**Your assignment**: Which of the lines below hold the word "grouped"? Pull each of them out.

Saved data entries:
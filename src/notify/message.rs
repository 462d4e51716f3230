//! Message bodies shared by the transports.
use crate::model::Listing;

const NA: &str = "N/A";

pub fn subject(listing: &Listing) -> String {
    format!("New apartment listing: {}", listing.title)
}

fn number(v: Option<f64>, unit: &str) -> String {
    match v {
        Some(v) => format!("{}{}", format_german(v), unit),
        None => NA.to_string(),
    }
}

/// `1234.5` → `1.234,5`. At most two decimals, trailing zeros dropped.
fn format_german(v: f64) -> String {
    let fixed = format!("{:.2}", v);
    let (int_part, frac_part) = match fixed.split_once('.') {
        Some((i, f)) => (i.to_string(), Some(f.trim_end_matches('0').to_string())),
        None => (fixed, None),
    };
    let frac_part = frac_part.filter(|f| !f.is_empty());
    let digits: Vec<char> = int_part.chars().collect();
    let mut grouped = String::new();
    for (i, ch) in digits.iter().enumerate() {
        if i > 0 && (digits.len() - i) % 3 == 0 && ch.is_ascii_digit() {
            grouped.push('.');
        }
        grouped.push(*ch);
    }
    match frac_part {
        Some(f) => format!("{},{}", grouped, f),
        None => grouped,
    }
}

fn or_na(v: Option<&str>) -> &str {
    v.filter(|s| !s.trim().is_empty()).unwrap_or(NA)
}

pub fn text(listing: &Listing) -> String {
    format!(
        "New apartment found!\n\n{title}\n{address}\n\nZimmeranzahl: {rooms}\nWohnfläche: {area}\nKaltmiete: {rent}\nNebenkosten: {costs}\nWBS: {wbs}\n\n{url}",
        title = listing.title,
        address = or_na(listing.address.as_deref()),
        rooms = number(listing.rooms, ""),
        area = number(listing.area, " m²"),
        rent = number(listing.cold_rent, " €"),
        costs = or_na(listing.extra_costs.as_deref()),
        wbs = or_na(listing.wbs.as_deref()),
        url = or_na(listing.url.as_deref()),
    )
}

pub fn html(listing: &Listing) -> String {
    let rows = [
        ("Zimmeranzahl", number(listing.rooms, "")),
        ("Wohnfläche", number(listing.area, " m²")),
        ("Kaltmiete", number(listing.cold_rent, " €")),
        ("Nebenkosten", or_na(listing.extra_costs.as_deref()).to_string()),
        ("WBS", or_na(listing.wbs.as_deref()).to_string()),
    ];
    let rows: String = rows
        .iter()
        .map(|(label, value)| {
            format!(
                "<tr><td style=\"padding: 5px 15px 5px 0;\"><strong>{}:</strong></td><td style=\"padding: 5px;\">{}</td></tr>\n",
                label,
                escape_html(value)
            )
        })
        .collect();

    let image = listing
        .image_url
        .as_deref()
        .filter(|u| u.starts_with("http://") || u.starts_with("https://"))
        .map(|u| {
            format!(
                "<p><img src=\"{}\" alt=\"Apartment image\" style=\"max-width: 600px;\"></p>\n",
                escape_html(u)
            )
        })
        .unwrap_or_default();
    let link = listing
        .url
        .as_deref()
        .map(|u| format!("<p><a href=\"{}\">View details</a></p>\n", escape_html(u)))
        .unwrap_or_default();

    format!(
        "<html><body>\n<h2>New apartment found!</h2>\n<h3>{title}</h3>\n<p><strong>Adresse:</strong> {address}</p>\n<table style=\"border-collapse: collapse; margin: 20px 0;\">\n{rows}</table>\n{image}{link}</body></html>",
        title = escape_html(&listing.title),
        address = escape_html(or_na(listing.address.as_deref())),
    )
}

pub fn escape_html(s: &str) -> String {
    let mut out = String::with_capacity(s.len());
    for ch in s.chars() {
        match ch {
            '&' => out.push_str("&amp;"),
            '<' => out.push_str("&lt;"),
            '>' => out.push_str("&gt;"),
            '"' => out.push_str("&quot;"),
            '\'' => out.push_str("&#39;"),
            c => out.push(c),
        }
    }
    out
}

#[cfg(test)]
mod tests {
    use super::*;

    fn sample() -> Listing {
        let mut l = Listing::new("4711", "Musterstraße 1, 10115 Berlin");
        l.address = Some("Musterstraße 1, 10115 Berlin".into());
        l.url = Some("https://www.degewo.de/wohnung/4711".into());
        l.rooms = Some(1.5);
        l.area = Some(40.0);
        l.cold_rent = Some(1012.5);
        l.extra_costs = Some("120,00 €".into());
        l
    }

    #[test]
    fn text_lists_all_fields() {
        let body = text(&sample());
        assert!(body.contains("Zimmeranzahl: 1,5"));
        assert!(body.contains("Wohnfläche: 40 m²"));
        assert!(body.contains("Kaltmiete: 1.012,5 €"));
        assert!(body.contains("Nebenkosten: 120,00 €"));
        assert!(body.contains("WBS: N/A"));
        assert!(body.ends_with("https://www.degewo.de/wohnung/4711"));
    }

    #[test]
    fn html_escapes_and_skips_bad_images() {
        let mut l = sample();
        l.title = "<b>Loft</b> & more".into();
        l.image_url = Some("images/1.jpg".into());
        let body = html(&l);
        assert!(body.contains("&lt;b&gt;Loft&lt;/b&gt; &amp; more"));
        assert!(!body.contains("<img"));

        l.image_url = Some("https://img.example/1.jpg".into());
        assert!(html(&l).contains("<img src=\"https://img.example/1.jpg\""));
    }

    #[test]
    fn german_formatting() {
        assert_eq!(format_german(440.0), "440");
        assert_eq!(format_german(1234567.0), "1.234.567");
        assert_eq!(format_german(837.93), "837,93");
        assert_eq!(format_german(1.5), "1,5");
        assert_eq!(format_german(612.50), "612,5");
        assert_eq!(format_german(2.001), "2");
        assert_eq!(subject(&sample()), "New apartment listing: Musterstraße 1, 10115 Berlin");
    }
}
---
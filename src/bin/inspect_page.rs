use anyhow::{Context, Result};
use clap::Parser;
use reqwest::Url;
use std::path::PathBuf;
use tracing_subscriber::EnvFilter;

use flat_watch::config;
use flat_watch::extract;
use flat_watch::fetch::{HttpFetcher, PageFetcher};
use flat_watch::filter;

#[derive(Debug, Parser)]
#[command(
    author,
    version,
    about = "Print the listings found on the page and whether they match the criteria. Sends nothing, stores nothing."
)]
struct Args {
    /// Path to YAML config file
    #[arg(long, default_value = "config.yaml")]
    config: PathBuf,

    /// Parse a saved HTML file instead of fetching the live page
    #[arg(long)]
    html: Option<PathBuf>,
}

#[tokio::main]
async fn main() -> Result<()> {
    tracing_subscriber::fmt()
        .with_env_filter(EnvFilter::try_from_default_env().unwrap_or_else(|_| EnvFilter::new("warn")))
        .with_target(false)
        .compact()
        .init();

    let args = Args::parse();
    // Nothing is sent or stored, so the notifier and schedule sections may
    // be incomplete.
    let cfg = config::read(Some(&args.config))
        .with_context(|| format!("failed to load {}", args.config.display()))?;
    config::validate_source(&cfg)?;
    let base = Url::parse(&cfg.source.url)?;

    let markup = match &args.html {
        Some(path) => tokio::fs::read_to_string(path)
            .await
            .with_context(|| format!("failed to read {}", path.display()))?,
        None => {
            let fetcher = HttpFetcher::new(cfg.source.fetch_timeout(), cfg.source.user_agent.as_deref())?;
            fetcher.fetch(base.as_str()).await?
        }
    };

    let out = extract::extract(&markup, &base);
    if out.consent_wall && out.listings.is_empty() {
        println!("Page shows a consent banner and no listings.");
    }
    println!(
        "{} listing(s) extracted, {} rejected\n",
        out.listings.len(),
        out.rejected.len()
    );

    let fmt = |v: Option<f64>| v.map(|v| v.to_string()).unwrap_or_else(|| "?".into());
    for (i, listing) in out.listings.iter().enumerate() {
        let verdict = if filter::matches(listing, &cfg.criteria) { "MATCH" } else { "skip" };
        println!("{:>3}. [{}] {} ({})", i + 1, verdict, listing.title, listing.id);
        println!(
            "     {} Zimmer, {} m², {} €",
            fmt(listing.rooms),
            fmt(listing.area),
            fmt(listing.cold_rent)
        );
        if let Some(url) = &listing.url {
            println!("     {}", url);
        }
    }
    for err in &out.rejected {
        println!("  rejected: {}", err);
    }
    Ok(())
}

**Response below**:
    let mut grouped = String::new();
            grouped.push('.');
        grouped.push(*ch);
        Some(f) => format!("{},{}", grouped, f),
        None => grouped,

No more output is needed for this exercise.